Shares of Centene are down 4.7% on the news while Health Net is higher by just over 12%. The iShares U.S. Healthcare Providers ETF (NYSEArca: IHF), one this year’s top 10 sector ETFs, is off a quarter of a percent at this writing. The $1 billion IHF allocates about 4.1% of its combined weight to Centene and Health Net. [M&A Activity Lifts This Healthcare ETF]

It is just speculation, but perhaps a $6.8 billion deal, one announced right before Independence Day to boot, is not enough to thrill IHF investors. Not when the possibility of much larger deals for the ETF’s largest constituents looms.

For weeks, investors and the financial media have been expecting a wave of consolidation that could see marriages among some of IHF’s largest holdings. Earlier this week, Cigna (NYSE: CI) rejected a $47 billion takeover offer from Anthem (NYSE: ANTM). Anthem and Cigna are IHF’s fourth- and fifth-largest holdings, respectively, combining for over 13% of the ETF’s weight. [More M&A Coming for This Healthcare ETF]

Dow component UnitedHealth (NYSE: UNH) has made overtures for rival Aetna (NYSE: AET) while Aetna has been reportedly eying Humana (NYSE: HUM), according to the Wall Street Journal.

Any deals involving UnitedHealth, Aetna, Cigna, Anthem and Humana are likely to involve price tags that are seven or eight times, or more, larger than the $6.8 billion Centene is paying for Health Net. That $6.8 billion is also comparatively small to other deals that IHF constituents have engaged in. For example, UnitedHealth agreed to acquire Catamaran for $12.8 billion in cash earlier this year. In 2012, Express Scripts (NasdaqGM: ESRX), IHF’s second-largest holding, sealed a $29 billion acquisition of Medco. [More M&A Coming for This Healthcare ETF]

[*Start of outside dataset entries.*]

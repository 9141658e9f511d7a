//! Thermostat state: operating mode, decoded status and connection state.

use std::fmt;

use serde::{Deserialize, Serialize};

/// Operating mode reported by, or requested from, a thermostat.
#[derive(Debug, Default, Clone, Copy, PartialEq, Eq, Hash, Serialize, Deserialize)]
#[serde(rename_all = "snake_case")]
pub enum Mode {
    /// Follows the on-device weekly schedule.
    Auto,
    /// Holds the set-point until changed.
    Manual,
    /// No status received yet, or a mode nibble this driver does not know.
    #[default]
    Unknown,
}

impl fmt::Display for Mode {
    fn fmt(&self, f: &mut fmt::Formatter<'_>) -> fmt::Result {
        match self {
            Self::Auto => f.write_str("auto"),
            Self::Manual => f.write_str("manual"),
            Self::Unknown => f.write_str("unknown"),
        }
    }
}

/// Decoded operating state of a thermostat.
///
/// Only meaningful once a status notification has been processed. Until then
/// it holds the [`Default`] value: mode `Unknown`, valve 0 %, 0 °C.
#[derive(Debug, Default, Clone, Copy, PartialEq, Serialize, Deserialize)]
pub struct ThermostatStatus {
    /// Current operating mode.
    pub mode: Mode,
    /// Valve opening, 0–100 %.
    pub valve_percent: f32,
    /// Target temperature in °C, half-degree resolution.
    pub temperature_celsius: f32,
}

/// Where a device session stands in its connect/resolve lifecycle.
#[derive(Debug, Default, Clone, Copy, PartialEq, Eq, Hash, Serialize, Deserialize)]
#[serde(rename_all = "snake_case")]
pub enum ConnectionState {
    /// No transport connection.
    #[default]
    Disconnected,
    /// Connected, characteristics not yet resolved and subscribed.
    ConnectedNoCharacteristics,
    /// Characteristics resolved, notifications subscribed; commands may be sent.
    Ready,
}

impl fmt::Display for ConnectionState {
    fn fmt(&self, f: &mut fmt::Formatter<'_>) -> fmt::Result {
        match self {
            Self::Disconnected => f.write_str("disconnected"),
            Self::ConnectedNoCharacteristics => f.write_str("connected"),
            Self::Ready => f.write_str("ready"),
        }
    }
}
use regex::Regex;
use serde::{Deserialize, Serialize};

use crate::error::Error;

/// The eight supported casing transformations.
#[derive(Debug, Clone, Copy, PartialEq, Eq, Serialize, Deserialize)]
#[serde(rename_all = "lowercase")]
pub enum CaseVariant {
    Upper,
    Lower,
    Sentence,
    Title,
    Camel,
    Pascal,
    Snake,
    Kebab,
}

impl CaseVariant {
    pub const ALL: [CaseVariant; 8] = [
        CaseVariant::Upper,
        CaseVariant::Lower,
        CaseVariant::Sentence,
        CaseVariant::Title,
        CaseVariant::Camel,
        CaseVariant::Pascal,
        CaseVariant::Snake,
        CaseVariant::Kebab,
    ];

    pub fn label(&self) -> &'static str {
        match self {
            CaseVariant::Upper => "upper",
            CaseVariant::Lower => "lower",
            CaseVariant::Sentence => "sentence",
            CaseVariant::Title => "title",
            CaseVariant::Camel => "camel",
            CaseVariant::Pascal => "pascal",
            CaseVariant::Snake => "snake",
            CaseVariant::Kebab => "kebab",
        }
    }
}

impl std::str::FromStr for CaseVariant {
    type Err = Error;

    fn from_str(s: &str) -> Result<Self, Error> {
        match s.trim().to_lowercase().as_str() {
            "upper" => Ok(CaseVariant::Upper),
            "lower" => Ok(CaseVariant::Lower),
            "sentence" => Ok(CaseVariant::Sentence),
            "title" => Ok(CaseVariant::Title),
            "camel" => Ok(CaseVariant::Camel),
            "pascal" => Ok(CaseVariant::Pascal),
            "snake" => Ok(CaseVariant::Snake),
            "kebab" => Ok(CaseVariant::Kebab),
            other => Err(Error::InvalidInput(format!(
                "unknown case variant: {other}. Valid variants: upper, lower, sentence, title, camel, pascal, snake, kebab"
            ))),
        }
    }
}

/// Apply a casing transformation. Empty input is the identity for every
/// variant.
pub fn transform(text: &str, variant: CaseVariant) -> String {
    match variant {
        CaseVariant::Upper => text.to_uppercase(),
        CaseVariant::Lower => text.to_lowercase(),
        CaseVariant::Sentence => sentence_case(text),
        CaseVariant::Title => title_case(text),
        CaseVariant::Camel => camel_case(text),
        CaseVariant::Pascal => pascal_case(text),
        CaseVariant::Snake => delimited_case(text, "_"),
        CaseVariant::Kebab => delimited_case(text, "-"),
    }
}

/// Split text into words, treating non-alphanumeric runs, lower-to-upper
/// transitions, acronym boundaries (`HTTPServer` -> `HTTP`, `Server`), and
/// digit-to-letter transitions as separators. Digits attach to the letters
/// that precede them (`foo123` stays one word).
pub fn split_words(text: &str) -> Vec<String> {
    let chars: Vec<char> = text.chars().collect();
    let mut words = Vec::new();
    let mut current = String::new();

    for (i, &c) in chars.iter().enumerate() {
        if !c.is_alphanumeric() {
            if !current.is_empty() {
                words.push(std::mem::take(&mut current));
            }
            continue;
        }

        if !current.is_empty() {
            // current is non-empty, so chars[i - 1] is alphanumeric
            let prev = chars[i - 1];
            let next_is_lower = chars.get(i + 1).is_some_and(|n| n.is_lowercase());
            let boundary = ((prev.is_lowercase() || prev.is_numeric()) && c.is_uppercase())
                || (prev.is_numeric() && c.is_alphabetic())
                || (prev.is_uppercase() && c.is_uppercase() && next_is_lower);
            if boundary {
                words.push(std::mem::take(&mut current));
            }
        }

        current.push(c);
    }

    if !current.is_empty() {
        words.push(current);
    }

    words
}

fn sentence_case(text: &str) -> String {
    let re = Regex::new(r"(^\s*\w|[.!?]\s*\w)").unwrap();
    let lowered = text.to_lowercase();
    re.replace_all(&lowered, |caps: &regex::Captures| caps[0].to_uppercase())
        .into_owned()
}

fn title_case(text: &str) -> String {
    text.to_lowercase()
        .split(' ')
        .map(capitalize_first)
        .collect::<Vec<_>>()
        .join(" ")
}

fn camel_case(text: &str) -> String {
    let words = split_words(text);
    let mut out = String::new();
    for (i, word) in words.iter().enumerate() {
        if i == 0 {
            out.push_str(&word.to_lowercase());
        } else {
            out.push_str(&capitalize_first(&word.to_lowercase()));
        }
    }
    out
}

fn pascal_case(text: &str) -> String {
    split_words(text)
        .iter()
        .map(|word| capitalize_first(&word.to_lowercase()))
        .collect()
}

fn delimited_case(text: &str, separator: &str) -> String {
    split_words(text)
        .iter()
        .map(|word| word.to_lowercase())
        .collect::<Vec<_>>()
        .join(separator)
}

fn capitalize_first(word: &str) -> String {
    let mut chars = word.chars();
    match chars.next() {
        Some(first) => first.to_uppercase().collect::<String>() + chars.as_str(),
        None => String::new(),
    }
}

#[cfg(test)]
mod tests {
    use super::*;

    #[test]
    fn test_upper_and_lower() {
        assert_eq!(transform("Hello World", CaseVariant::Upper), "HELLO WORLD");
        assert_eq!(transform("Hello World", CaseVariant::Lower), "hello world");
    }

    #[test]
    fn test_sentence_case() {
        assert_eq!(
            transform("hello world. goodbye world!", CaseVariant::Sentence),
            "Hello world. Goodbye world!"
        );
    }

    #[test]
    fn test_sentence_case_question_marks() {
        assert_eq!(
            transform("IS THIS IT? yes it is.", CaseVariant::Sentence),
            "Is this it? Yes it is."
        );
    }

    #[test]
    fn test_title_case() {
        assert_eq!(
            transform("the quick brown fox", CaseVariant::Title),
            "The Quick Brown Fox"
        );
    }

    #[test]
    fn test_camel_case() {
        assert_eq!(transform("hello world", CaseVariant::Camel), "helloWorld");
        assert_eq!(
            transform("Hello there, World", CaseVariant::Camel),
            "helloThereWorld"
        );
    }

    #[test]
    fn test_pascal_case() {
        assert_eq!(transform("hello world", CaseVariant::Pascal), "HelloWorld");
        assert_eq!(transform("foo-bar_baz", CaseVariant::Pascal), "FooBarBaz");
    }

    #[test]
    fn test_snake_case() {
        assert_eq!(transform("Hello World", CaseVariant::Snake), "hello_world");
        assert_eq!(transform("fooBarBaz", CaseVariant::Snake), "foo_bar_baz");
    }

    #[test]
    fn test_kebab_case() {
        assert_eq!(transform("Hello World", CaseVariant::Kebab), "hello-world");
        assert_eq!(transform("fooBar123", CaseVariant::Kebab), "foo-bar123");
    }

    #[test]
    fn test_empty_input_is_identity() {
        for variant in CaseVariant::ALL {
            assert_eq!(transform("", variant), "");
        }
    }

    #[test]
    fn test_split_words_acronyms() {
        assert_eq!(split_words("HTTPServer"), vec!["HTTP", "Server"]);
        assert_eq!(split_words("parseHTMLBody"), vec!["parse", "HTML", "Body"]);
    }

    #[test]
    fn test_split_words_digits() {
        assert_eq!(split_words("foo123"), vec!["foo123"]);
        assert_eq!(split_words("123foo"), vec!["123", "foo"]);
        assert_eq!(split_words("a1B"), vec!["a1", "B"]);
    }

    #[test]
    fn test_split_words_separators() {
        assert_eq!(split_words("  hello   world "), vec!["hello", "world"]);
        assert_eq!(split_words("foo_bar-baz.qux"), vec!["foo", "bar", "baz", "qux"]);
        assert_eq!(split_words(""), Vec::<String>::new());
    }

    #[test]
    fn test_upper_lower_idempotent() {
        let upper = transform("Hello World", CaseVariant::Upper);
        assert_eq!(transform(&upper, CaseVariant::Upper), upper);

        let lower = transform("Hello World", CaseVariant::Lower);
        assert_eq!(transform(&lower, CaseVariant::Lower), lower);
    }

    #[test]
    fn test_word_variants_idempotent_on_own_output() {
        let inputs = ["Hello there World", "fooBar baz-qux", "HTTP server v2"];
        for input in inputs {
            for variant in [
                CaseVariant::Camel,
                CaseVariant::Pascal,
                CaseVariant::Snake,
                CaseVariant::Kebab,
            ] {
                let once = transform(input, variant);
                let twice = transform(&once, variant);
                assert_eq!(twice, once, "{} not idempotent on {input:?}", variant.label());
            }
        }
    }

    #[test]
    fn test_variant_from_str() {
        assert_eq!("camel".parse::<CaseVariant>().unwrap(), CaseVariant::Camel);
        assert_eq!("KEBAB".parse::<CaseVariant>().unwrap(), CaseVariant::Kebab);
        assert!("studly".parse::<CaseVariant>().is_err());
    }
}
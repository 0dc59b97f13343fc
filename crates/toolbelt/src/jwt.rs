use crate::prelude::{println, *};
use colored::Colorize;
use toolbelt_core::jwt::{decode, DecodedJwt};

#[derive(Debug, clap::Parser)]
#[command(name = "jwt")]
#[command(about = "Decode JSON Web Tokens (no signature verification)")]
pub struct App {
    #[command(subcommand)]
    pub command: Commands,
}

#[derive(Debug, clap::Subcommand)]
pub enum Commands {
    /// Decode a token into header, payload, and signature
    #[clap(name = "decode")]
    Decode(DecodeOptions),
}

#[derive(Debug, clap::Args, serde::Serialize, serde::Deserialize, Clone)]
pub struct DecodeOptions {
    /// The encoded token
    #[arg(value_name = "TOKEN")]
    pub token: String,

    /// Output as JSON
    #[arg(long)]
    pub json: bool,
}

pub fn run(app: App, global: crate::Global) -> Result<()> {
    match app.command {
        Commands::Decode(options) => {
            if global.verbose {
                println!("Decoding token ({} bytes)...", options.token.len());
            }

            let decoded = decode(&options.token).map_err(|e| eyre!("{}", e))?;

            if options.json {
                println!("{}", serde_json::to_string_pretty(&decoded)?);
            } else {
                print!("{}", format_decoded(&decoded)?);
            }

            Ok(())
        }
    }
}

/// Render the three token parts as labeled sections.
fn format_decoded(decoded: &DecodedJwt) -> Result<String> {
    let mut result = String::new();

    result.push_str(&format!("{}\n", "HEADER".bright_cyan().bold()));
    result.push_str(&serde_json::to_string_pretty(&decoded.header)?);
    result.push_str("\n\n");

    result.push_str(&format!("{}\n", "PAYLOAD".bright_cyan().bold()));
    result.push_str(&serde_json::to_string_pretty(&decoded.payload)?);
    result.push_str("\n\n");

    result.push_str(&format!("{}\n", "SIGNATURE".bright_cyan().bold()));
    result.push_str(&decoded.signature);
    result.push('\n');

    Ok(result)
}
use crate::prelude::{println, *};
use toolbelt_core::finance::calculate_sip;

use super::money;

#[derive(Debug, clap::Args, serde::Serialize, serde::Deserialize, Clone)]
pub struct SipOptions {
    /// Monthly investment amount
    #[arg(short, long, default_value = "5000")]
    pub amount: f64,

    /// Expected annual return, in percent
    #[arg(short, long, default_value = "12")]
    pub rate: f64,

    /// Investment horizon, in years
    #[arg(short, long, default_value = "10")]
    pub years: f64,

    /// Output as JSON
    #[arg(long)]
    pub json: bool,
}

pub fn run(options: SipOptions, global: crate::Global) -> Result<()> {
    if global.verbose {
        println!(
            "SIP of {} monthly at {}% over {} years...",
            options.amount, options.rate, options.years
        );
    }

    let output = calculate_sip(options.amount, options.rate, options.years);

    if options.json {
        println!("{}", serde_json::to_string_pretty(&output)?);
    } else {
        let mut table = crate::prelude::new_table();
        table.add_row(prettytable::row!["Invested", money(output.invested)]);
        table.add_row(prettytable::row![
            "Estimated Returns",
            money(output.returns)
        ]);
        table.add_row(prettytable::row!["Total Value", money(output.future_value)]);
        table.printstd();
    }

    Ok(())
}
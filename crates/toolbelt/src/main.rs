#![allow(unused)]

use crate::prelude::*;
use clap::Parser;

mod base;
mod case;
mod error;
mod exec;
mod finance;
mod hash;
mod json;
mod jwt;
mod prelude;
mod text;
mod time;

#[derive(Debug, clap::Parser)]
#[command(
    author,
    version,
    about,
    long_about = "Developer and business utilities for the terminal"
)]
pub struct App {
    #[command(subcommand)]
    pub command: SubCommands,

    #[clap(flatten)]
    global: Global,
}

#[derive(Debug, Clone, clap::Args)]
pub struct Global {
    /// Whether to display additional information.
    #[clap(long, env = "TOOLBELT_VERBOSE", global = true, default_value = "false")]
    verbose: bool,
}

#[derive(Debug, clap::Parser)]
pub enum SubCommands {
    /// Convert numbers between binary, octal, decimal, and hexadecimal
    Base(crate::base::App),

    /// Transform text casing (upper, lower, camel, snake, ...)
    Case(crate::case::App),

    /// Text statistics (words, characters, lines, reading time)
    Text(crate::text::App),

    /// Format or minify JSON
    Json(crate::json::App),

    /// Decode JSON Web Tokens
    Jwt(crate::jwt::App),

    /// Generate digests (MD5, SHA family, Base64)
    Hash(crate::hash::App),

    /// Convert Unix timestamps
    Time(crate::time::App),

    /// Financial calculators (EMI, SIP, GST)
    Finance(crate::finance::App),

    /// Execute a raw operation request as JSON
    Exec(crate::exec::Options),
}

fn main() -> Result<()> {
    env_logger::init();
    color_eyre::install()?;

    let app = App::parse();

    match app.command {
        SubCommands::Base(sub_app) => crate::base::run(sub_app, app.global),
        SubCommands::Case(sub_app) => crate::case::run(sub_app, app.global),
        SubCommands::Text(sub_app) => crate::text::run(sub_app, app.global),
        SubCommands::Json(sub_app) => crate::json::run(sub_app, app.global),
        SubCommands::Jwt(sub_app) => crate::jwt::run(sub_app, app.global),
        SubCommands::Hash(sub_app) => crate::hash::run(sub_app, app.global),
        SubCommands::Time(sub_app) => crate::time::run(sub_app, app.global),
        SubCommands::Finance(sub_app) => crate::finance::run(sub_app, app.global),
        SubCommands::Exec(options) => crate::exec::run(options, app.global),
    }
}
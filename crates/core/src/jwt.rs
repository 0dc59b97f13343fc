use base64::Engine;
use serde::{Deserialize, Serialize};

use crate::error::Error;

/// The three structural parts of a JSON Web Token.
///
/// The signature is passed through verbatim; nothing here verifies it.
#[derive(Debug, Clone, PartialEq, Serialize, Deserialize)]
pub struct DecodedJwt {
    pub header: serde_json::Value,
    pub payload: serde_json::Value,
    pub signature: String,
}

/// Decode a JWT structurally.
///
/// The token must have exactly 3 dot-separated segments
/// ([`Error::MalformedToken`] otherwise). Header and payload must be
/// Base64URL-encoded JSON per RFC 4648 §5; padding is tolerated
/// ([`Error::Decode`] otherwise).
pub fn decode(token: &str) -> Result<DecodedJwt, Error> {
    let token = token.trim();
    let parts: Vec<&str> = token.split('.').collect();

    if parts.len() != 3 {
        return Err(Error::MalformedToken(
            "a token must have 3 parts separated by dots".to_string(),
        ));
    }

    Ok(DecodedJwt {
        header: decode_segment(parts[0])?,
        payload: decode_segment(parts[1])?,
        signature: parts[2].to_string(),
    })
}

fn decode_segment(segment: &str) -> Result<serde_json::Value, Error> {
    let bytes = base64::engine::general_purpose::URL_SAFE_NO_PAD
        .decode(segment.trim_end_matches('='))
        .map_err(|e| Error::Decode(format!("segment is not valid base64url: {e}")))?;

    serde_json::from_slice(&bytes)
        .map_err(|e| Error::Decode(format!("segment is not valid JSON: {e}")))
}
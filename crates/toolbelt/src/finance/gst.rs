use crate::prelude::{println, *};
use toolbelt_core::finance::{calculate_gst, parse_amount, GstMode};

use super::money;

#[derive(Debug, clap::Args, serde::Serialize, serde::Deserialize, Clone)]
pub struct GstOptions {
    /// Amount to split into net, GST, and total
    #[arg(value_name = "AMOUNT")]
    pub amount: String,

    /// GST rate, in percent
    #[arg(short, long, default_value = "18")]
    pub rate: f64,

    /// Whether the amount excludes or includes GST
    #[arg(short, long, default_value = "exclusive")]
    pub mode: GstMode,

    /// Output as JSON
    #[arg(long)]
    pub json: bool,
}

pub fn run(options: GstOptions, global: crate::Global) -> Result<()> {
    if global.verbose {
        println!("GST at {}%, {:?} mode...", options.rate, options.mode);
    }

    let amount = parse_amount(&options.amount).map_err(|e| eyre!("{}", e))?;
    let output = calculate_gst(amount, options.rate, options.mode);

    if options.json {
        println!("{}", serde_json::to_string_pretty(&output)?);
    } else {
        let mut table = crate::prelude::new_table();
        table.add_row(prettytable::row!["Net Amount", money(output.net)]);
        table.add_row(prettytable::row!["GST", money(output.gst)]);
        table.add_row(prettytable::row!["CGST", money(output.cgst)]);
        table.add_row(prettytable::row!["SGST", money(output.sgst)]);
        table.add_row(prettytable::row!["Total", money(output.total)]);
        table.printstd();
    }

    Ok(())
}

#[cfg(test)]
mod tests {
    use super::*;

    #[test]
    fn test_gst_reference_rendering() {
        let output = calculate_gst(1_000.0, 18.0, GstMode::Exclusive);
        assert_eq!(money(output.net), "1000.00");
        assert_eq!(money(output.gst), "180.00");
        assert_eq!(money(output.total), "1180.00");
        assert_eq!(money(output.cgst), "90.00");
        assert_eq!(money(output.sgst), "90.00");
    }
}
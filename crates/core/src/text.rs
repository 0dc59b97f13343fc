use serde::{Deserialize, Serialize};

/// Statistics for a block of text.
///
/// `chars` counts the raw, untrimmed input; `words` and `lines` treat
/// whitespace-only input as empty. Reading time assumes 200 words per minute.
#[derive(Debug, Clone, Copy, PartialEq, Eq, Serialize, Deserialize)]
pub struct TextStats {
    pub words: usize,
    pub chars: usize,
    pub lines: usize,
    pub reading_time_minutes: usize,
}

/// Compute word, character, and line statistics. Always succeeds.
pub fn analyze(text: &str) -> TextStats {
    let words = if text.trim().is_empty() {
        0
    } else {
        text.split_whitespace().count()
    };
    let lines = if text.trim().is_empty() {
        0
    } else {
        text.split('\n').count()
    };

    TextStats {
        words,
        chars: text.chars().count(),
        lines,
        reading_time_minutes: words.div_ceil(200),
    }
}

#[cfg(test)]
mod tests {
    use super::*;

    #[test]
    fn test_analyze_basic() {
        let stats = analyze("hello world");
        assert_eq!(stats.words, 2);
        assert_eq!(stats.chars, 11);
        assert_eq!(stats.lines, 1);
        assert_eq!(stats.reading_time_minutes, 1);
    }

    #[test]
    fn test_analyze_untrimmed_input() {
        // chars is the raw length; repeated whitespace is a single separator
        let stats = analyze("  hello   world  ");
        assert_eq!(stats.words, 2);
        assert_eq!(stats.chars, 17);
        assert_eq!(stats.lines, 1);
    }

    #[test]
    fn test_analyze_empty() {
        let stats = analyze("");
        assert_eq!(stats.words, 0);
        assert_eq!(stats.chars, 0);
        assert_eq!(stats.lines, 0);
        assert_eq!(stats.reading_time_minutes, 0);
    }

    #[test]
    fn test_analyze_whitespace_only() {
        let stats = analyze("   \n  ");
        assert_eq!(stats.words, 0);
        assert_eq!(stats.chars, 6);
        assert_eq!(stats.lines, 0);
        assert_eq!(stats.reading_time_minutes, 0);
    }

    #[test]
    fn test_analyze_multiline() {
        let stats = analyze("one\ntwo\nthree");
        assert_eq!(stats.words, 3);
        assert_eq!(stats.lines, 3);
    }

    #[test]
    fn test_reading_time_rounds_up() {
        let text = vec!["word"; 201].join(" ");
        assert_eq!(analyze(&text).reading_time_minutes, 2);

        let text = vec!["word"; 200].join(" ");
        assert_eq!(analyze(&text).reading_time_minutes, 1);
    }
}
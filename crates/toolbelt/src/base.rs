use crate::prelude::{println, *};
use colored::Colorize;
use toolbelt_core::base::{convert, Base};

#[derive(Debug, clap::Parser)]
#[command(name = "base")]
#[command(about = "Convert numbers between binary, octal, decimal, and hexadecimal")]
pub struct App {
    #[clap(flatten)]
    pub options: Options,
}

#[derive(Debug, clap::Args, serde::Serialize, serde::Deserialize, Clone)]
pub struct Options {
    /// Value to convert
    #[arg(value_name = "VALUE")]
    pub value: String,

    /// Source base (2, 8, 10, or 16)
    #[arg(short, long, default_value = "10")]
    pub from: Base,

    /// Target base (2, 8, 10, or 16)
    #[arg(short, long, default_value = "2")]
    pub to: Base,

    /// Output as JSON
    #[arg(long)]
    pub json: bool,
}

pub fn run(app: App, global: crate::Global) -> Result<()> {
    let options = app.options;

    if global.verbose {
        println!(
            "Converting from {} to {}...",
            options.from.label(),
            options.to.label()
        );
    }

    let output =
        convert(&options.value, options.from, options.to).map_err(|e| eyre!("{}", e))?;

    if options.json {
        println!(
            "{}",
            serde_json::to_string_pretty(&serde_json::json!({
                "input": options.value,
                "from": options.from,
                "to": options.to,
                "output": output,
            }))?
        );
    } else {
        print!("{}", format_conversion(&options.value, options.from, options.to, &output));
    }

    Ok(())
}

/// Render the conversion as two aligned lines.
fn format_conversion(input: &str, from: Base, to: Base, output: &str) -> String {
    let mut result = String::new();
    result.push_str(&format!(
        "{} {}  {}\n",
        "Input".green(),
        format!("[{}]", from.label()).bright_black(),
        input.trim()
    ));
    result.push_str(&format!(
        "{} {}  {}\n",
        "Output".green(),
        format!("[{}]", to.label()).bright_black(),
        output.cyan().bold()
    ));
    result
}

IHF’s primary rival, the equal-weight SPDR S&P Health Care Services ETF (NYSEArca: XHS), is also trading slightly lower today though it does not hold shares of Centene or Health Net.

Still, it is impossible to say investors are not enthused by these ETFs. IHF and XHS are up 21% and 17.1%, respectively, this year. IHF has added over a third of its $1 billion in assets under management this year while XHS has seen $60.6 million of its $197.8 million in AUM arrive since the start of the year.